10. The test method according to claim 1, wherein when the difference is larger than the tolerance, it is determined that a crack is formed in the test key and the crack condition in the chip areas does not meet the criterion of the wafer, and an alarm is given.

11. The test method according to claim 10, wherein the alarm is given by a warning window.

12. The test method according to claim 1, wherein when the difference is smaller than or equal to the tolerance, it is determined that the crack condition in the chip areas meets the criterion of the wafer, and a profile parameter of the test key is reported.

13. The test method according to claim 1, further comprising: forming the standard sample having a configuration substantially same as a configuration of the test key; andconfirming that no crack is formed in the standard sample using at least one of SEM or FIB.

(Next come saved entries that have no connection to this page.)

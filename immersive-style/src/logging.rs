//! Logging infrastructure for immersive-style.
//!
//! Structured logging via `tracing`:
//! - Writes to `logs/immersive-style.log` by default (cleared on each run)
//! - Optionally mirrors to stdout
//! - Configurable via the RUST_LOG environment variable

use std::fs;
use std::io;
use std::path::{Path, PathBuf};
use tracing_appender::non_blocking::WorkerGuard;
use tracing_subscriber::fmt::format::FmtSpan;
use tracing_subscriber::layer::SubscriberExt;
use tracing_subscriber::util::SubscriberInitExt;
use tracing_subscriber::EnvFilter;

/// Guard that must be kept alive for the duration of logging.
///
/// Dropping this guard will flush and close the log file writer.
pub struct LoggingGuard {
    _file_guard: WorkerGuard,
}

/// Initialize logging system.
///
/// Creates the log directory if needed, clears the previous log file and
/// installs the global subscriber.
///
/// # Arguments
///
/// * `log_file` - Log file path (e.g., "logs/immersive-style.log")
/// * `stdout` - Also print events to stdout
/// * `debug` - Default to `debug` level instead of `info` when RUST_LOG is unset
///
/// # Errors
///
/// Returns error if the log directory cannot be created or the log file cannot be cleared
pub fn init_logging(log_file: &Path, stdout: bool, debug: bool) -> Result<LoggingGuard, io::Error> {
    let (log_dir, file_name) = prepare_log_file(log_file)?;

    let file_appender = tracing_appender::rolling::never(&log_dir, &file_name);
    let (non_blocking_file, file_guard) = tracing_appender::non_blocking(file_appender);

    let file_layer = tracing_subscriber::fmt::layer()
        .with_writer(non_blocking_file)
        .with_ansi(false)
        .with_span_events(FmtSpan::CLOSE)
        .pretty();

    let stdout_layer = stdout.then(|| {
        tracing_subscriber::fmt::layer()
            .with_writer(io::stdout)
            .with_target(false)
            .compact()
    });

    tracing_subscriber::registry()
        .with(env_filter(debug))
        .with(file_layer)
        .with(stdout_layer)
        .init();

    Ok(LoggingGuard {
        _file_guard: file_guard,
    })
}

/// Creates the parent directory of `log_file` and truncates the file.
///
/// Returns the directory and file name for the appender.
fn prepare_log_file(log_file: &Path) -> io::Result<(PathBuf, String)> {
    let log_dir = match log_file.parent() {
        Some(dir) if !dir.as_os_str().is_empty() => dir.to_path_buf(),
        _ => PathBuf::from("."),
    };
    let file_name = log_file
        .file_name()
        .map(|name| name.to_string_lossy().into_owned())
        .ok_or_else(|| {
            io::Error::new(
                io::ErrorKind::InvalidInput,
                format!("log path {} has no file name", log_file.display()),
            )
        })?;

    fs::create_dir_all(&log_dir)?;
    fs::write(log_dir.join(&file_name), "")?;

    Ok((log_dir, file_name))
}

/// RUST_LOG if set, otherwise `info` (or `debug`).
fn env_filter(debug: bool) -> EnvFilter {
    let default_level = if debug { "debug" } else { "info" };
    EnvFilter::try_from_default_env().unwrap_or_else(|_| EnvFilter::new(default_level))
}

14. A wafer, having chip areas and a frame area surrounding and separating the chip areas, the wafer comprising: a test key disposed in the frame area, the test key comprising a plurality of test fin features arranged in parallel, the test fin features having a space equal to a minimum space in the chip areas and a pitch equal to a minimum pitch in the chip areas.

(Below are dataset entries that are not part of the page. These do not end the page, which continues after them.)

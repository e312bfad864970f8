//! Upload error types.

use thiserror::Error;

use super::credentials::CredentialsError;
use super::stage::UploadStage;
use crate::assets::AssetError;
use crate::style::StyleError;

/// Errors from a single backend call.
#[derive(Debug, Error)]
pub enum BackendError {
    /// The HTTP client could not be created. No request was made.
    #[error("Failed to create HTTP client: {0}")]
    ClientInit(String),

    /// The request could not be sent or its response could not be read.
    #[error("{method} {url} failed: {message}")]
    Http {
        method: &'static str,
        url: String,
        message: String,
    },

    /// The backend answered with a non-success status.
    #[error("HTTP {status} from {method} {url}: {body}")]
    Status {
        method: &'static str,
        url: String,
        status: u16,
        body: String,
    },

    /// The token endpoint did not return an access token.
    #[error("Getting auth token failed:\n{response}")]
    Auth { response: String },

    /// A response lacked a field the protocol requires.
    #[error("Failed to {operation}: missing {field} in response {body}")]
    Protocol {
        operation: &'static str,
        field: &'static str,
        body: String,
    },

    /// A response body was not JSON.
    #[error("Failed to {operation}: invalid JSON response: {source}")]
    Json {
        operation: &'static str,
        #[source]
        source: serde_json::Error,
    },
}

/// Errors from an upload run.
#[derive(Debug, Error)]
pub enum UploadError {
    #[error(transparent)]
    Credentials(#[from] CredentialsError),

    #[error(transparent)]
    Style(#[from] StyleError),

    #[error(transparent)]
    Asset(#[from] AssetError),

    /// A backend call failed.
    #[error("Upload failed while {stage}: {source}")]
    Backend {
        stage: UploadStage,
        #[source]
        source: BackendError,
    },
}

impl UploadError {
    /// Stage a backend failure happened in.
    pub fn stage(&self) -> Option<UploadStage> {
        match self {
            UploadError::Backend { stage, .. } => Some(*stage),
            _ => None,
        }
    }
}

/// Attributes a backend failure to an upload stage.
pub(super) trait AtStage<T> {
    fn at(self, stage: UploadStage) -> Result<T, UploadError>;
}

impl<T> AtStage<T> for Result<T, BackendError> {
    fn at(self, stage: UploadStage) -> Result<T, UploadError> {
        self.map_err(|source| UploadError::Backend { stage, source })
    }
}

#[cfg(test)]
mod tests {
    use super::*;

    #[test]
    fn test_backend_failure_names_its_stage() {
        let err = UploadError::Backend {
            stage: UploadStage::Publish,
            source: BackendError::Auth {
                response: "{}".to_string(),
            },
        };

        assert_eq!(err.stage(), Some(UploadStage::Publish));
        assert!(err.to_string().starts_with("Upload failed while"));
    }

    #[test]
    fn test_client_init_is_not_an_http_call() {
        let err = BackendError::ClientInit("no TLS backend".to_string());

        assert_eq!(err.to_string(), "Failed to create HTTP client: no TLS backend");
    }
}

15. The wafer according to claim 14, comprising, in the frame area: a bottom layer;a plurality of conductive fins disposed on the bottom layer; anda dielectric layer conformally disposed on the conductive fins;wherein each of the conductive fins and a portion of the dielectric layer covering thereon forms one of the test fin features.

16. The wafer according to claim 15, further comprising, in each of the chip areas: a main structure;pads disposed on the main structure; anda passivation layer disposed on the pads and the main structure and exposes portions of the pads;wherein the conductive fins and the pads are formed of a same material, and the dielectric layer and the passivation layer are formed of a same material.

17. The wafer according to claim 16, wherein the conductive fins and the pads are formed of Al.

18. The wafer according to claim 16, wherein the dielectric layer and the passivation layer are formed of a nitride and an oxide.

19. The wafer according to claim 16, wherein the test fin features have a height equal to a sum of a thickness of the pads and a thickness of the passivation layer.